▶ WHAT NEEDS TO BE DONE
Within the listing, how many lines hold the word "help"? Give the number by itself.

▶ PROVIDED DATA
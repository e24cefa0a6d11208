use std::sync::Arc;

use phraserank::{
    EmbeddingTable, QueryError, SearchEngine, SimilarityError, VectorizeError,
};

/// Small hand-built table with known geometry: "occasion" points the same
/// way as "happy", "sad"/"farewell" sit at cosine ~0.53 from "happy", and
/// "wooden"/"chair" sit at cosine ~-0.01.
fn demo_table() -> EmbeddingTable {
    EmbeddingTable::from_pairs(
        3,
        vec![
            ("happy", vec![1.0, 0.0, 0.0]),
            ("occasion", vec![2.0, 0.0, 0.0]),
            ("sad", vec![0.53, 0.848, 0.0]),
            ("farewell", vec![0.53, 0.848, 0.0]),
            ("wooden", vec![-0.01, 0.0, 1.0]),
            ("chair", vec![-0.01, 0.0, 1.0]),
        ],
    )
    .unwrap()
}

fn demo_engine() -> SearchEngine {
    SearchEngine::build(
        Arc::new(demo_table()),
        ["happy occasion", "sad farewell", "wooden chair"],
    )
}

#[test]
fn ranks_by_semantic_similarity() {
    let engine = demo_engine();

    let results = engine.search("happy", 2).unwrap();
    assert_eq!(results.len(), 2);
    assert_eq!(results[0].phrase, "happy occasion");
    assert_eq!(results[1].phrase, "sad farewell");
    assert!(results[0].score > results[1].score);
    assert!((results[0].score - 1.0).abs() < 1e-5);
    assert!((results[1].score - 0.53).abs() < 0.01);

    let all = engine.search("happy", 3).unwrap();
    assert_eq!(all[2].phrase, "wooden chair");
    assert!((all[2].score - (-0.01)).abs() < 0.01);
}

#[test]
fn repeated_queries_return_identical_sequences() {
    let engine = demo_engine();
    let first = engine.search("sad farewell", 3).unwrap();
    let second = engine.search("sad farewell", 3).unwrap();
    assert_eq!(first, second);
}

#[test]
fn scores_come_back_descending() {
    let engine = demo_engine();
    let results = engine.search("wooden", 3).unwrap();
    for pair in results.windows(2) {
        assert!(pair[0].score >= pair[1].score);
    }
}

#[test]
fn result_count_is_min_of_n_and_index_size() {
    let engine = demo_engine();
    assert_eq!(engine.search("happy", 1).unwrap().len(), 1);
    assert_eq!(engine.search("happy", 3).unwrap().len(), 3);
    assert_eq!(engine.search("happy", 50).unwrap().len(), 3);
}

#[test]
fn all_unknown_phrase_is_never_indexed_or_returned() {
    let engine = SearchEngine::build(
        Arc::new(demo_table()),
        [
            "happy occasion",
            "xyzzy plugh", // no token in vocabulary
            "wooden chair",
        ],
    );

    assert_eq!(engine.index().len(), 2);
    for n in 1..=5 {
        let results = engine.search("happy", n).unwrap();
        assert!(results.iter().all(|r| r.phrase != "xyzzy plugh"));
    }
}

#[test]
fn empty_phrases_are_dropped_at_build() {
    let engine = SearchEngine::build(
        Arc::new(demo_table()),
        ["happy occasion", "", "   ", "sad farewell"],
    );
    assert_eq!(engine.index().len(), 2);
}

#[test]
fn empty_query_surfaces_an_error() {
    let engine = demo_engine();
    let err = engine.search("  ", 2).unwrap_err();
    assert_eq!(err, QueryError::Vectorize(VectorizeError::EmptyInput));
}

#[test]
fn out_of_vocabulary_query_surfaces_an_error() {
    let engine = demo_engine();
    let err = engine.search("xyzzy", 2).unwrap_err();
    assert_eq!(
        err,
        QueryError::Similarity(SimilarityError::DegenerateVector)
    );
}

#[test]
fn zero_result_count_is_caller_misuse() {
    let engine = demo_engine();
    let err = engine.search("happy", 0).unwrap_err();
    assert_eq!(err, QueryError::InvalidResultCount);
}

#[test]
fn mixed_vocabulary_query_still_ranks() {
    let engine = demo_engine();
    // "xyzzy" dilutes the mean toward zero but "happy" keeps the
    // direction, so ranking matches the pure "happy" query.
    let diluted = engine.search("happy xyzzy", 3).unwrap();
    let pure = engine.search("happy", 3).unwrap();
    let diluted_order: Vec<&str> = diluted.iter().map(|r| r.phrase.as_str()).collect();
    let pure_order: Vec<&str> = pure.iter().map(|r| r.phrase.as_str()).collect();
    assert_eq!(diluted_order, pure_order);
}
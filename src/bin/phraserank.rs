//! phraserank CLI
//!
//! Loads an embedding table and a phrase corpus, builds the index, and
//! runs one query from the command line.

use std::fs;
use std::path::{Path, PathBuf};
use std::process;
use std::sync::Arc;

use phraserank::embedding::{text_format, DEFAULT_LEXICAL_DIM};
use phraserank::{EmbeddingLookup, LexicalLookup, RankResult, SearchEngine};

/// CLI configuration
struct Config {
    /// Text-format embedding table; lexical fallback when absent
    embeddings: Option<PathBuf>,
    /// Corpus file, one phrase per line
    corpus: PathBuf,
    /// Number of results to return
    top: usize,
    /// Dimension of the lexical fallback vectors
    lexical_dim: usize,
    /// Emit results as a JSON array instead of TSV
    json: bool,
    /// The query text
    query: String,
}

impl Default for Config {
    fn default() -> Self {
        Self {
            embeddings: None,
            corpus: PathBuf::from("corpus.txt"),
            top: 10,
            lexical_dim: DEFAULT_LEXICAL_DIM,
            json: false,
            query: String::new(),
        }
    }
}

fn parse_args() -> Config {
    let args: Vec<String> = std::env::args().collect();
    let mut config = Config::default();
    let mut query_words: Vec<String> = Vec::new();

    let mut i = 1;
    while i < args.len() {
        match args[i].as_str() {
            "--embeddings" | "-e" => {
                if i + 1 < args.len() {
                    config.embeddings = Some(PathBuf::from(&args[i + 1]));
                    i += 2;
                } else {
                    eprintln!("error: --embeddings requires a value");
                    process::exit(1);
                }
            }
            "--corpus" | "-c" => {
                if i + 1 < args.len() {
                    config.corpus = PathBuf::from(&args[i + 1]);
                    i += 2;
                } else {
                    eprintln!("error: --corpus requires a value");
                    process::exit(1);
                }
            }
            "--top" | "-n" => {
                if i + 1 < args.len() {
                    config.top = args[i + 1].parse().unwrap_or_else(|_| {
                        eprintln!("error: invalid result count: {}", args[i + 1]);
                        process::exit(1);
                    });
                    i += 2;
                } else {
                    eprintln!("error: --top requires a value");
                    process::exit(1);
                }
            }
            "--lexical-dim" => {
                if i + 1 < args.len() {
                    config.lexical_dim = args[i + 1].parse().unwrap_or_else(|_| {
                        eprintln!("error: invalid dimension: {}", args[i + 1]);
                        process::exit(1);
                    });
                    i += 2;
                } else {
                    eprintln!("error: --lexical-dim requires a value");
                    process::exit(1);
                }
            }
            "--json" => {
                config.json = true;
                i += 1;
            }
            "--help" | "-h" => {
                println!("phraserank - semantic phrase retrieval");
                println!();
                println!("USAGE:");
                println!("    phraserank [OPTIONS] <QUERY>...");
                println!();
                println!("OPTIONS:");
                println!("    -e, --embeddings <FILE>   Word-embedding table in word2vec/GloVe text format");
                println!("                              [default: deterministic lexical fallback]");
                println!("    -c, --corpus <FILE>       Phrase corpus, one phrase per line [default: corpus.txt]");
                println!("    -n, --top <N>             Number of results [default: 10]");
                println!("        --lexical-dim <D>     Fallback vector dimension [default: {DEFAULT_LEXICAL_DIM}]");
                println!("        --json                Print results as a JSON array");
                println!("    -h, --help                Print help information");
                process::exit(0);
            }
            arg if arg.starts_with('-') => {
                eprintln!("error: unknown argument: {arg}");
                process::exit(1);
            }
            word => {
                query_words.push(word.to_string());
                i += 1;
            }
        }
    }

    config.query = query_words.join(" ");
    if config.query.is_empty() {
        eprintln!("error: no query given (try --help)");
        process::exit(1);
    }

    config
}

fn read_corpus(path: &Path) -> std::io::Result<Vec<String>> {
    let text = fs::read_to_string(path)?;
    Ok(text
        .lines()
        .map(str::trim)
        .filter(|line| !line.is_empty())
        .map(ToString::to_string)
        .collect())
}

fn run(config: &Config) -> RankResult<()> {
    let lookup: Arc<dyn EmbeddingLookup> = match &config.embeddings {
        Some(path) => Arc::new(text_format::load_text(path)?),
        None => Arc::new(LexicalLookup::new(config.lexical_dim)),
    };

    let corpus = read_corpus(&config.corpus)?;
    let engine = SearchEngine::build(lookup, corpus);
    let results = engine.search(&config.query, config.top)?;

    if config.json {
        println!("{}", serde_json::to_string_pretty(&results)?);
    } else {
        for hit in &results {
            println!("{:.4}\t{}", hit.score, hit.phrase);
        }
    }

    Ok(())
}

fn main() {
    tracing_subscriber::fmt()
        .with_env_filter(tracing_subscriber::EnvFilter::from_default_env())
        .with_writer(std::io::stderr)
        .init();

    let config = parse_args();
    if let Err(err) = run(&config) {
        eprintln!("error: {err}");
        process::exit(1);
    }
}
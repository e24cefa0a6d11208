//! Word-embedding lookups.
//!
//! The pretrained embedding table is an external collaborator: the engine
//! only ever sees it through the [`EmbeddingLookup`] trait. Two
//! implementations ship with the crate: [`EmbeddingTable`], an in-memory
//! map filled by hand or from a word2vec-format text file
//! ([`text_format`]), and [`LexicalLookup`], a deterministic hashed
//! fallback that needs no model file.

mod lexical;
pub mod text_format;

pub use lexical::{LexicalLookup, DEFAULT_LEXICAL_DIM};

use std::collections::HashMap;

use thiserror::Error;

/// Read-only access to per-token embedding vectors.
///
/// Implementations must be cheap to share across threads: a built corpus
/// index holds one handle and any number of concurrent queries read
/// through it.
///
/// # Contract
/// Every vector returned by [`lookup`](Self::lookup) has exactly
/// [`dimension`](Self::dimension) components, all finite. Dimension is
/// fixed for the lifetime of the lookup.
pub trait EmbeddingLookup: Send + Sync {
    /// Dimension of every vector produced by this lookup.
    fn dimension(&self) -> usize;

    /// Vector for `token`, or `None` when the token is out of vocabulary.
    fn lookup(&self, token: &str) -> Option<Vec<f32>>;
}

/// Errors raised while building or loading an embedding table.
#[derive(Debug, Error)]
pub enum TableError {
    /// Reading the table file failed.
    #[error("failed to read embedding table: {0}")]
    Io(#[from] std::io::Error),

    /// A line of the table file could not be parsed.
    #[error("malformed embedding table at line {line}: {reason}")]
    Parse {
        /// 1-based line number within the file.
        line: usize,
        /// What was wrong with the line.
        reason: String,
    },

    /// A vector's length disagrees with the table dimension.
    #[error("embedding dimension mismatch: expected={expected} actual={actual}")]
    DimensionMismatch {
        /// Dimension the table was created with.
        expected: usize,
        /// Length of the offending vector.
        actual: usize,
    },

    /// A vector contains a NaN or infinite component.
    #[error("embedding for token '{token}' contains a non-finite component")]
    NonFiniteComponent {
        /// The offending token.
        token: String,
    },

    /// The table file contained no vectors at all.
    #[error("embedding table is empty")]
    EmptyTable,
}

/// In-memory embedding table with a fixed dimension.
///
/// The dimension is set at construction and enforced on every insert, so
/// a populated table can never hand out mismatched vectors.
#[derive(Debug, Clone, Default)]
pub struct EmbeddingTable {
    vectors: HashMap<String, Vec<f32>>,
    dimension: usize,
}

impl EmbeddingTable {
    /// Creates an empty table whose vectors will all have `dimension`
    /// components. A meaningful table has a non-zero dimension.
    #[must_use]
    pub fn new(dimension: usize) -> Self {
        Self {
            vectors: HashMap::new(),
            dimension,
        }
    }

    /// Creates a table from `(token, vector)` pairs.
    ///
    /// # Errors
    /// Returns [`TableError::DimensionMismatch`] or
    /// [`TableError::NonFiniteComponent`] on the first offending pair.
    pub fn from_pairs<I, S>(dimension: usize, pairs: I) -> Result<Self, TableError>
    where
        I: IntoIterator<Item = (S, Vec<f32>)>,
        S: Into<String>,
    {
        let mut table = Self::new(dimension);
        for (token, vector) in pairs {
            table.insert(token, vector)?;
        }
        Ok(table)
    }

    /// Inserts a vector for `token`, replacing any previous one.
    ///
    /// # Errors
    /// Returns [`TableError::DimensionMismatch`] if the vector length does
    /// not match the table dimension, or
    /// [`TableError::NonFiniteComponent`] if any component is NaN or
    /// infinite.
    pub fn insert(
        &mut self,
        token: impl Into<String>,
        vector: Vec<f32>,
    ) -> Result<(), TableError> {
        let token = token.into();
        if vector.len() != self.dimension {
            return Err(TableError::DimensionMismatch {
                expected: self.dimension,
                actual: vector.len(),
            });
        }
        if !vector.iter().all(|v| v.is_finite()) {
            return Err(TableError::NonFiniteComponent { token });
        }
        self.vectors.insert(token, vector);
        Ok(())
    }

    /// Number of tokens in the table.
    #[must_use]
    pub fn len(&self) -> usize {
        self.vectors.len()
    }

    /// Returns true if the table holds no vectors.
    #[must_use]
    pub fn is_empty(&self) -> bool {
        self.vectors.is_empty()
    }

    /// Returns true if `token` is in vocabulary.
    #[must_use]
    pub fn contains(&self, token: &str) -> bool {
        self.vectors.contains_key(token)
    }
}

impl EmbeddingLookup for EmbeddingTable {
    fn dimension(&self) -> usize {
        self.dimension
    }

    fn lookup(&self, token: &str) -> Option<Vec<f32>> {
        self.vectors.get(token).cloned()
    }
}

▶ RESPONSE TO THIS EXERCISE
3